The women reported the incidents to their manager, Andre Halston, with one telling him  that it “happens all the time and it's sickening where he puts his crotch right in my eye level and just stays there,” Halston testified in the deposition.  

  Halston testified that he saw such an incident on at least one occasion in 2013, calling it “very creepy” and “sexually inappropriate.”

"On another occasion, Voyles took over a hundred photos of the same women with whom he liked to put his penis in their face," Halston testified. "Voyles then hid in the shadows and waited for the women to walk away so he could satisfy his unpure desires, 'ogling' the girls from secret."

Halston man testified that he went to CEO/Executive Manager Ted Gillary about the women's concerns and his own, but that Gillary kept the harassment complaint against Voyles a secret and never contacted human resources.

The matter was never investigated nor was any documentation placed in Voyles' file, Halston said. 

In a deposition in July, Voyles said the young women were just having their pictures taken for staff purposes and that as they turned to leave the room where the pictures were taken, he had looked at them for a few seconds but had not done anything "inappropriate."

According to an email submitted with the deposition, Voyles wrote to the two women on May 8, 2018: “This is awkward … I have been seeking transformation in my life and reaching out to people who I have wronged … I just want to tell you just how sorry I  am for the way I treated you when you were working for me. It was not right of me or a true reflection of who I am or who I want to be.”

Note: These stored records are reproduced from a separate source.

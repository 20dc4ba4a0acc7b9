//! State shared between a cursor's consumer and the connection's reader task
//!
//! The queue, state and fetch bookkeeping live behind one mutex. The reader
//! task enqueues batches; the consumer dequeues rows and waits on a
//! [`Notify`] when there is nothing to take. No lock is held across an
//! await point, and requests go out through the connection's non-blocking
//! outbound queue, so both sides only ever hold the lock briefly.

use std::collections::VecDeque;
use std::sync::{Arc, Mutex, MutexGuard, PoisonError, Weak};
use std::time::Duration;

use tokio::sync::Notify;
use tracing::{debug, trace};

use crate::connection::ConnectionShared;
use crate::cursor::scheduler::{FetchScheduler, PrefetchWindow};
use crate::cursor::state::{CursorMode, CursorState, CursorStats};
use crate::error::{Error, Result};
use crate::protocol::{Batch, Continuation, Query};
use crate::row::Row;

pub(crate) struct CursorInner {
    pub(super) state: CursorState,
    pub(super) mode: CursorMode,
    pub(super) queue: VecDeque<Row>,
    pub(super) scheduler: FetchScheduler,
    /// The server sent its final batch; Exhausted once the queue drains
    pub(super) server_done: bool,
    pub(super) error: Option<Error>,
    pub(super) delivered: u64,
    pub(super) batches: u64,
}

pub(crate) struct CursorShared {
    token: u64,
    connection: Weak<ConnectionShared>,
    inner: Mutex<CursorInner>,
    pub(super) notify: Notify,
}

impl CursorShared {
    /// Create the shared state for a query whose initial request is about
    /// to be sent
    pub(crate) fn new(
        token: u64,
        connection: Weak<ConnectionShared>,
        window: PrefetchWindow,
    ) -> Arc<Self> {
        Arc::new(Self {
            token,
            connection,
            inner: Mutex::new(CursorInner {
                state: CursorState::Active,
                mode: CursorMode::Unknown,
                queue: VecDeque::new(),
                scheduler: FetchScheduler::new(window),
                server_done: false,
                error: None,
                delivered: 0,
                batches: 0,
            }),
            notify: Notify::new(),
        })
    }

    pub(crate) fn token(&self) -> u64 {
        self.token
    }

    pub(super) fn lock(&self) -> MutexGuard<'_, CursorInner> {
        self.inner.lock().unwrap_or_else(PoisonError::into_inner)
    }

    pub(super) fn send(&self, query: Query) -> Result<()> {
        let connection = self.connection.upgrade().ok_or(Error::ConnectionClosed)?;
        connection.send(query.to_frame(self.token)?)
    }

    pub(super) fn deregister(&self) {
        if let Some(connection) = self.connection.upgrade() {
            connection.deregister(self.token);
        }
    }

    // =========================================================================
    // Consumer side
    // =========================================================================

    /// Take the next row or terminal signal, or `None` if the caller must wait
    pub(super) fn try_next(&self) -> Option<Result<Option<Row>>> {
        let mut inner = self.lock();

        if let Some(row) = inner.queue.pop_front() {
            inner.delivered += 1;
            if inner.queue.is_empty() && inner.server_done {
                self.exhaust_locked(&mut inner);
            } else {
                self.schedule(&mut inner);
            }
            return Some(Ok(Some(row)));
        }

        match inner.state {
            CursorState::Exhausted => Some(Ok(None)),
            CursorState::Errored => Some(Err(terminal_error(&inner))),
            CursorState::Closed => Some(Err(Error::CursorClosed)),
            CursorState::Active | CursorState::Fetching => {
                if inner.server_done {
                    self.exhaust_locked(&mut inner);
                    return Some(Ok(None));
                }
                self.schedule(&mut inner);
                match inner.state {
                    CursorState::Errored => Some(Err(terminal_error(&inner))),
                    _ => None,
                }
            }
        }
    }

    /// Wait for the next row or terminal signal
    pub(crate) async fn next_row(&self, timeout: Option<Duration>) -> Result<Option<Row>> {
        loop {
            if let Some(result) = self.try_next() {
                return result;
            }
            match timeout {
                None => self.notify.notified().await,
                Some(limit) => {
                    if tokio::time::timeout(limit, self.notify.notified())
                        .await
                        .is_err()
                    {
                        self.expire(limit);
                    }
                }
            }
        }
    }

    /// Issue a continuation request if the scheduler asks for one
    fn schedule(&self, inner: &mut CursorInner) {
        if inner.state.is_terminal()
            || inner.server_done
            || !inner.scheduler.should_fetch(inner.queue.len())
        {
            return;
        }

        match self.send(Query::Continue) {
            Ok(()) => {
                inner.scheduler.begin();
                inner.state = CursorState::Fetching;
                trace!(
                    token = self.token,
                    queued = inner.queue.len(),
                    "requested next batch"
                );
            }
            Err(err) => {
                debug!(token = self.token, error = %err, "continuation request failed");
                self.fail_locked(inner, err);
            }
        }
    }

    // =========================================================================
    // Producer side
    // =========================================================================

    /// Deliver a decoded response (or the decode failure) for this cursor
    pub(crate) fn on_batch(&self, batch: Result<Batch>) {
        {
            let mut inner = self.lock();
            if inner.state.is_terminal() || inner.server_done {
                debug!(
                    token = self.token,
                    state = %inner.state,
                    "dropping response for finished cursor"
                );
                return;
            }

            let rows = batch.as_ref().map(Batch::len).unwrap_or(0);
            inner.scheduler.complete(rows);
            inner.state = CursorState::Active;

            match batch {
                Err(err) => {
                    self.fail_locked(&mut inner, err);
                }
                Ok(batch) => {
                    inner.batches += 1;
                    match batch.feed {
                        Some(feed) => inner.mode = CursorMode::Changefeed(feed),
                        None if inner.mode == CursorMode::Unknown => {
                            inner.mode = CursorMode::Finite
                        }
                        None => {}
                    }
                    trace!(token = self.token, rows, "received batch");
                    inner.queue.extend(batch.rows);

                    match batch.continuation {
                        Continuation::More => self.schedule(&mut inner),
                        Continuation::Done => self.finish_locked(&mut inner),
                        Continuation::Error(err) => {
                            self.fail_locked(&mut inner, err);
                        }
                    }
                }
            }
        }
        self.notify.notify_one();
    }

    // =========================================================================
    // Inspection
    // =========================================================================

    pub(crate) fn state(&self) -> CursorState {
        self.lock().state
    }

    pub(crate) fn mode(&self) -> CursorMode {
        self.lock().mode
    }

    pub(crate) fn stats(&self) -> CursorStats {
        let inner = self.lock();
        CursorStats {
            token: self.token,
            state: inner.state,
            mode: inner.mode,
            rows_delivered: inner.delivered,
            rows_buffered: inner.queue.len(),
            batches_received: inner.batches,
            continuations_sent: inner.scheduler.continuations(),
            fetch_in_flight: inner.scheduler.in_flight(),
            low_water_mark: inner.scheduler.low_water_mark(),
        }
    }
}

fn terminal_error(inner: &CursorInner) -> Error {
    inner
        .error
        .clone()
        .unwrap_or_else(|| Error::Internal("errored cursor without an error".to_string()))
}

According to the deposition, despite the complaints against him, Voyles was not disciplined.

"The DAC never even investigated him," Marko said.  

The young women's former manager said he told Gillary that Voyles leered at the young, saying his action "was lecherous." 

Efforts to reach lawyers for the DAC and Voyles for comment Friday were unsuccessful.

A professional photographer who was named a Kresge Artist Fellow last year, Codish  sued the Detroit Athletic Club and Voyles, her former supervisor at the downtown facility, in December, alleging he sexually harassed her, then retaliated by canceling her assignments when she complained to human resources.

In her lawsuit, Codish, alleges that Voyles began pursuing her in 2018 and committed "perverse and inappropriate sexual behavior toward Plaintiff, which included perverse romantic letters, gifts, and poems delivered to her personal residence, text messages, notes, emails, and conversations on numerous occasions."

"She is credible, and everything she says is supported by voluminous documentation," Marko said.

In a Sept. 30, 2018, email submitted as an exhibit with the deposition, Voyles wrote to Codish: "I am so very sorry. I am broken inside by the fact that I acted towards in a way that was not right."

The suit alleges that Codish reported Voyles' actions to the DAC's head of human resources, and that the club "initially refused to act or discipline" Voyles despite "her detailed and documented allegations of sexual harassment."

A resident of Canton, Voyles retired from his position at the DAC in March 2019.

Codish, who says she has lost $1.4 million in income and has had her career "destroyed," is seeking $2.9 million in the lawsuit.

"DAC maintained an environment and culture full of sexual harassment and discrimination in general and did nothing to protect Cybelle from Voyles when it had actual and constructive notice of Voyles’ reprehensible behavior towards women in general and Cybelle, in particular," Marko said.